What shape do we get when we shear an ellipse? Is it another ellipse (or circle in special cases)? Or is it some other shape which isn’t a conic section?
I was under the impression that applying any affine transformations to an ellipse would always yield an ellipse (or special ellipses like circles, line segments or points).
Yet recently, I was doing an exercise in my Linear Algebra textbook, and in one of the answers it states that:
“An ellipse has the form $Ax^2 + By^2 = C$ where $A ≠ B$.”
Well clearly, I disagree with the condition A ≠ B for a start, as I implied above that I consider circles to be a subset of ellipses.
Secondly, a rotated ellipse will not be of that form, either. This leads me to believe that this is a mistake in the book (the question/answers do not say that the ellipse has to have major and minor axis in the same orientation as the $x$/$y$ axes either).
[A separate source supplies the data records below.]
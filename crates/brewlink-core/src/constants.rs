//! Wire-level constants for the espresso controller serial protocol.
//!
//! The controller speaks a line-agnostic ASCII protocol over a serial link.
//! Status responses look like:
//!
//! ```text
//! 102@READ@<26 numeric fields>,<firmware>#<checksum>
//! ```
//!
//! Where:
//! - `102@READ@` - Status frame marker
//! - `<fields>` - Comma separated values, positional (see [`crate::MachineStatus`])
//! - `#` - Frame terminator
//! - `<checksum>` - Trailing digits, not verified by the host
//!
//! Requests sent by the host are fixed literals ([`POLL_REQUEST`],
//! [`EXTRACT_START`], [`EXTRACT_STOP`]) or free text terminated by
//! [`RAW_COMMAND_TERMINATOR`].
//!
//! # Usage
//!
//! ```
//! use brewlink_core::constants::*;
//!
//! assert!(POLL_REQUEST.starts_with(STATUS_MARKER));
//! assert_eq!(STATUS_FIELD_COUNT, NUMERIC_FIELD_COUNT + 1);
//! ```

// ============================================================================
// Frame Markers
// ============================================================================

/// Marker that opens every status frame.
///
/// The host resynchronises on this marker: garbage or half-received frames
/// before the last marker preceding a terminator are discarded.
pub const STATUS_MARKER: &str = "102@READ@";

/// Terminator that closes a status frame's CSV payload.
pub const FRAME_TERMINATOR: char = '#';

/// Separator between fields of a status payload.
pub const FIELD_SEPARATOR: char = ',';

// ============================================================================
// Host Requests
// ============================================================================

/// Telemetry poll request, sent by the poll scheduler.
///
/// The trailing `43433` is the checksum expected by the controller for this
/// exact literal.
pub const POLL_REQUEST: &str = "102@READ@ALL#43433";

/// Start an extraction cycle.
pub const EXTRACT_START: &str = "102@EXTRACT@START#";

/// Stop the running extraction cycle.
pub const EXTRACT_STOP: &str = "102@EXTRACT@STOP#";

/// Line terminator appended to free-form text commands.
pub const RAW_COMMAND_TERMINATOR: &str = "\n";

// ============================================================================
// Status Layout
// ============================================================================

/// Number of numeric fields at the head of a status payload.
pub const NUMERIC_FIELD_COUNT: usize = 26;

/// Minimum number of fields a status payload must carry to be decoded.
///
/// 26 numeric values plus the firmware version string.
pub const STATUS_FIELD_COUNT: usize = 27;

// ============================================================================
// Buffer Limits
// ============================================================================

/// Characters the parse buffer may hold before it is truncated.
pub const PARSE_BUFFER_MAX_CHARS: usize = 10_000;

/// Characters kept from the tail of the parse buffer after truncation.
///
/// Large enough to retain one partial frame.
pub const PARSE_BUFFER_RETAIN_CHARS: usize = 1_000;

/// Characters the line log buffer may hold without seeing a line ending.
pub const LOG_BUFFER_MAX_CHARS: usize = 2_000;

/// Size of a single read from the channel, in bytes.
pub const READ_CHUNK_SIZE: usize = 4 * 1024;

// ============================================================================
// Timing
// ============================================================================

/// Interval between telemetry polls, in milliseconds.
pub const DEFAULT_POLL_INTERVAL_MS: u64 = 200;

// ============================================================================
// Serial Line Settings
// ============================================================================

/// Default baud rate of the controller's UART.
pub const DEFAULT_BAUD_RATE: u32 = 115_200;

/// Data bits per character (8N1).
pub const DEFAULT_DATA_BITS: u8 = 8;

/// Stop bits per character (8N1).
pub const DEFAULT_STOP_BITS: u8 = 1;

/// Device description reported when the port exposes no USB identity.
pub const GENERIC_DEVICE_INFO: &str = "Generic Serial Device";
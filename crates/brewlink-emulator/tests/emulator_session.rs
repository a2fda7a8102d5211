//! Host-side view of an emulator session over an in-memory pipe.

use std::time::Duration;

use tokio::io::{AsyncReadExt, AsyncWriteExt, DuplexStream};

use brewlink_core::constants::{EXTRACT_START, EXTRACT_STOP, POLL_REQUEST};
use brewlink_emulator::{BOOT_BANNER, EmulatedController, ExtractionState, MachineProfile};
use brewlink_protocol::{LineLogBuffer, LogEntry, StreamParser};

/// Reads everything the emulator sends until `expected` statuses and
/// `lines` log lines have arrived.
async fn collect(
    host: &mut DuplexStream,
    statuses: usize,
    lines: usize,
) -> (Vec<brewlink_core::MachineStatus>, Vec<String>) {
    let mut parser = StreamParser::new();
    let mut log = LineLogBuffer::new();
    let mut got_statuses = Vec::new();
    let mut got_lines = Vec::new();
    let mut buf = [0u8; 512];

    while got_statuses.len() < statuses || got_lines.len() < lines {
        let n = host.read(&mut buf).await.unwrap();
        assert!(n > 0, "emulator closed early");
        let text = std::str::from_utf8(&buf[..n]).unwrap();

        parser.feed(text);
        got_statuses.extend(parser.drain_statuses());
        for entry in log.push(text) {
            if let LogEntry::Line(line) = entry {
                got_lines.push(line);
            }
        }
    }
    (got_statuses, got_lines)
}

#[tokio::test(start_paused = true)]
async fn test_banner_then_status() {
    let (mut host, device) = tokio::io::duplex(4096);
    let server = tokio::spawn(EmulatedController::new(MachineProfile::default()).serve(device));

    let (_, lines) = collect(&mut host, 0, BOOT_BANNER.len()).await;
    assert_eq!(lines, BOOT_BANNER);

    host.write_all(POLL_REQUEST.as_bytes()).await.unwrap();
    let (statuses, _) = collect(&mut host, 1, 0).await;
    assert_eq!(statuses[0].firmware_version, "FW2.1");
    assert_eq!(statuses[0].current_stage, 0);

    drop(host);
    let machine = server.await.unwrap().unwrap();
    assert_eq!(machine.state(), ExtractionState::Idle);
}

#[tokio::test(start_paused = true)]
async fn test_full_shot_over_the_wire() {
    let (mut host, device) = tokio::io::duplex(4096);
    let server =
        tokio::spawn(EmulatedController::new(MachineProfile::default()).without_banner().serve(device));

    host.write_all(EXTRACT_START.as_bytes()).await.unwrap();
    let (_, lines) = collect(&mut host, 0, 1).await;
    assert_eq!(lines, vec!["EXTRACT START OK"]);

    tokio::time::sleep(Duration::from_secs(10)).await;
    host.write_all(POLL_REQUEST.as_bytes()).await.unwrap();
    let (statuses, _) = collect(&mut host, 1, 0).await;
    assert_eq!(statuses[0].current_stage, 2);
    assert!(statuses[0].is_extracting());
    assert!(statuses[0].liquid_weight > 0.0);

    host.write_all(EXTRACT_STOP.as_bytes()).await.unwrap();
    host.write_all(b"VERSION\r\n").await.unwrap();
    let (_, lines) = collect(&mut host, 0, 2).await;
    assert_eq!(lines, vec!["EXTRACT STOP OK", "ECHO VERSION"]);

    drop(host);
    let machine = server.await.unwrap().unwrap();
    assert_eq!(machine.state(), ExtractionState::Finished);
    assert_eq!(machine.history().len(), 3);
}

#[tokio::test]
async fn test_noise_between_commands_is_ignored() {
    let (mut host, device) = tokio::io::duplex(4096);
    let server =
        tokio::spawn(EmulatedController::new(MachineProfile::default()).without_banner().serve(device));

    let noisy = format!("\x00\x7f{POLL_REQUEST}zz{POLL_REQUEST}");
    host.write_all(noisy.as_bytes()).await.unwrap();
    let (statuses, _) = collect(&mut host, 2, 0).await;
    assert_eq!(statuses.len(), 2);

    drop(host);
    server.await.unwrap().unwrap();
}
Is it, or am I missing something here?
This textbook I’m using is the Further Maths HL textbook for IB, and although 1st edition, all of the content in all of the IB maths textbooks so far is very good, and the answers have always been (until now) trustworthy.
This led me to a few other speculations as well… so in addition to my first question:
- What shape do we get when an ellipse is sheared?
Could someone clarify these following ones too?
- When ellipses are affine transformed, is the image always an ellipse?
- When parabolas/hyperbolas are affine transformed, are the images always parabolas/hyperbolas?
- And hence, from the above 2 questions, does the affine transformation of a conic section always result in a conic section?
The question in the book (although not necessarily relevant, as I am just challenging the statement above in the answers) is:
Under what conditions does a linear transformation with matrix \begin{bmatrix}
a&b\\
c&d
\end{bmatrix} transform the unit circle into:
a. an ellipse?
b. a circle?
Best Answer
Over on the Wikipedia page on conic sections you can see that we can write a general conic section as: $$Ax^2+Bxy+Cy^2+Dx+Ey+F=0$$ And this can be rewritten as an equation: $$X^TMX + c=0$$ Where $$X = \left[ \begin{matrix}x\\y\\\end{matrix} \right]$$ $$M = \left[ \begin{matrix}A&B/2\\B/2&C\\\end{matrix} \right]$$ and $c$ contains the linear terms.
When we do a general linear transformation ($X\to TX$ with $T$ invertible) of the plane (rotation, shear, or scale) this equation transforms to: $$(TX)^TMTX + c'=0$$ $$XT^TMTX + c'=0$$ So $M\to T^TMT$ is the transformation of the coefficients of the conic section.
Then, since the sign of the discriminant $B^2-4AC = -4\det M$ determines the type of conic section, and the transformation $\det M \to (\det T)^2\det M$ preserves the sign, all linear and affine transformations of the plane map conics to conics of the same type (ellipses to ellipses, parabolas to parabolas, and hyperbolas to hyperbolas). But only orthogonal transformations preserve circles, of course.